Licensed under the MIT License.

# PyTorch Pretrained BERT on AzureML with SQuAD Dataset

In this notebook, you will find the following contents:
- Download SQuAD dataset on the remote compute and store them in Azure storage
- Speed-up fine-tuning BERT for SQuAD dataset on AzureML GPU clusters

## Prerequisites
Follow instructions in BERT_pretraining.ipynb notebook for setting up AzureML

In [None]:
# Check core SDK version number
import azureml.core

print("SDK version:", azureml.core.VERSION)

## Initialize workspace

To create or access an Azure ML Workspace, you will need to import the AML library and the following information:
* A name for your workspace
* Your subscription id
* The resource group name

Initialize a [Workspace](https://docs.microsoft.com/azure/machine-learning/service/concept-azure-machine-learning-architecture#workspace) object from the existing workspace or create a new one. 

In [None]:
from azureml.core.workspace import Workspace
ws = Workspace.setup()
ws_details = ws.get_details()
print('Name:\t\t{}\nLocation:\t{}'
      .format(ws_details['name'],
              ws_details['location']))

### Create a project directory
Create a directory that will contain all the necessary code from your local machine that you will need access to on the remote resource.
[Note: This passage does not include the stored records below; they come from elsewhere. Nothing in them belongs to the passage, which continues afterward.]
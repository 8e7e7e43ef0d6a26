//! Direction classifier.
//!
//! Tracks deltas between successive filtered distances, median-filters them
//! over a short history and debounces the resulting classification:
//!
//! ```text
//!  delta ──▶ DeltaHistory ──▶ median ──▶ classify ──▶ candidate/count ──▶ confirmed
//! ```
//!
//! A classification becomes visible only after it has been produced
//! `required_stable` times in a row. After a wipe the classifier is told to
//! ignore a number of updates, because a uniformly re-seeded window yields
//! zero deltas that would otherwise read as "stationary".

use log::{debug, info};
use serde::{Deserialize, Serialize};

use super::window::insertion_sort;
use crate::config::DELTA_HISTORY_SIZE;

/// Movement direction relative to the sensor.
#[derive(Debug, Clone, Copy, PartialEq, Eq, Default, Serialize, Deserialize)]
#[repr(u8)]
pub enum Direction {
    #[default]
    Unknown = 0,
    Stationary = 1,
    /// Distance shrinking.
    Approaching = 2,
    /// Distance growing.
    Receding = 3,
}

impl Direction {
    /// Classify a signed distance change against a dead band.
    pub fn from_delta(delta_mm: i64, sensitivity_mm: u32) -> Self {
        if delta_mm.unsigned_abs() < u64::from(sensitivity_mm) {
            Self::Stationary
        } else if delta_mm < 0 {
            Self::Approaching
        } else {
            Self::Receding
        }
    }
}

/// Fixed-capacity ring of signed filtered-distance deltas.
struct DeltaHistory {
    ring: [i64; DELTA_HISTORY_SIZE],
    head: usize,
    count: usize,
}

impl DeltaHistory {
    const fn new() -> Self {
        Self {
            ring: [0; DELTA_HISTORY_SIZE],
            head: 0,
            count: 0,
        }
    }

    fn push(&mut self, delta: i64) {
        self.ring[self.head] = delta;
        self.head = (self.head + 1) % DELTA_HISTORY_SIZE;
        if self.count < DELTA_HISTORY_SIZE {
            self.count += 1;
        }
    }

    fn clear(&mut self) {
        *self = Self::new();
    }

    fn median(&self) -> i64 {
        let mut sorted = self.ring;
        let sorted = &mut sorted[..self.count];
        insertion_sort(sorted);
        let mid = self.count / 2;
        if self.count % 2 == 1 {
            sorted[mid]
        } else {
            (sorted[mid - 1] + sorted[mid]) / 2
        }
    }
}

pub struct DirectionClassifier {
    history: DeltaHistory,
    candidate: Direction,
    stable_count: u8,
    confirmed: Direction,
    required_stable: u8,
    sensitivity_mm: u32,
    /// Updates left to ignore after a wipe.
    skip_updates: u16,
}

impl DirectionClassifier {
    pub fn new(sensitivity_mm: u32, required_stable: u8) -> Self {
        Self {
            history: DeltaHistory::new(),
            candidate: Direction::Unknown,
            stable_count: 0,
            confirmed: Direction::Unknown,
            required_stable: required_stable.max(2),
            sensitivity_mm,
            skip_updates: 0,
        }
    }

    /// Externally visible (confirmed) direction.
    pub fn direction(&self) -> Direction {
        self.confirmed
    }

    pub fn candidate(&self) -> Direction {
        self.candidate
    }

    pub fn stable_count(&self) -> u8 {
        self.stable_count
    }

    pub fn required_stable(&self) -> u8 {
        self.required_stable
    }

    pub fn skip_remaining(&self) -> u16 {
        self.skip_updates
    }

    pub fn set_sensitivity(&mut self, sensitivity_mm: u32) {
        self.sensitivity_mm = sensitivity_mm;
    }

    pub fn set_required_stable(&mut self, required_stable: u8) {
        self.required_stable = required_stable.max(2);
        self.stable_count = self.stable_count.min(self.required_stable);
    }

    /// Drop all debounce state and return to `Unknown`.
    pub fn reset(&mut self) {
        self.history.clear();
        self.candidate = Direction::Unknown;
        self.stable_count = 0;
        self.confirmed = Direction::Unknown;
        self.skip_updates = 0;
    }

    /// Assert `direction` as already confirmed and ignore the next
    /// `skip_updates` calls to [`update`](Self::update).
    pub fn force_confirmed(&mut self, direction: Direction, skip_updates: u16) {
        self.history.clear();
        self.candidate = direction;
        self.confirmed = direction;
        self.stable_count = self.required_stable;
        self.skip_updates = skip_updates;
        info!("Direction forced: {:?} (ignoring {} updates)", direction, skip_updates);
    }

    /// Feed one pair of consecutive filtered distances.
    ///
    /// Returns the newly confirmed direction when it changed on this update.
    pub fn update(&mut self, previous_mm: u32, current_mm: u32) -> Option<Direction> {
        if previous_mm == 0 || current_mm == 0 {
            let changed = self.confirmed != Direction::Unknown;
            self.reset();
            return changed.then_some(Direction::Unknown);
        }

        if self.skip_updates > 0 {
            self.skip_updates -= 1;
            return None;
        }

        let delta = i64::from(current_mm) - i64::from(previous_mm);
        self.history.push(delta);
        let median_delta = if self.history.count >= 3 {
            self.history.median()
        } else {
            delta
        };
        let classified = Direction::from_delta(median_delta, self.sensitivity_mm);
        debug!(
            "Direction sample: delta={} median={} -> {:?}",
            delta, median_delta, classified
        );

        if classified != self.candidate {
            self.candidate = classified;
            self.stable_count = 1;
            return None;
        }

        if self.stable_count < self.required_stable {
            self.stable_count += 1;
        }
        if self.stable_count >= self.required_stable && classified != self.confirmed {
            info!(
                "Direction confirmed: {:?} -> {:?} (median delta {} mm)",
                self.confirmed, classified, median_delta
            );
            self.confirmed = classified;
            return Some(classified);
        }
        None
    }
}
This includes the training script and any additional files your training script depends on.

In [None]:
import os
import os.path as path
project_root = path.abspath(path.join(os.getcwd(),"../../../"))

### Define AzureML datastore to collect training dataset

To make data accessible for remote training, AML provides a convenient way to do so via a [Datastore](https://docs.microsoft.com/azure/machine-learning/service/how-to-access-data). The datastore provides a mechanism for you to upload/download data to Azure Storage, and interact with it from your remote compute targets.

Each workspace is associated with a default Azure Blob datastore named `'workspaceblobstore'`. In this work, we use this default datastore to collect the SQuAD training data .

In [None]:
from azureml.core import Datastore
ds = ws.get_default_datastore()

The data for SQuAD can be downloaded with the following links and should be saved in a blob storage.
- [train-v1.1.json](https://rajpurkar.github.io/SQuAD-explorer/dataset/train-v1.1.json)
- [dev-v1.1.json](https://rajpurkar.github.io/SQuAD-explorer/dataset/dev-v1.1.json)
- [evaluate-v1.1.py](https://github.com/allenai/bi-att-flow/blob/master/squad/evaluate-v1.1.py)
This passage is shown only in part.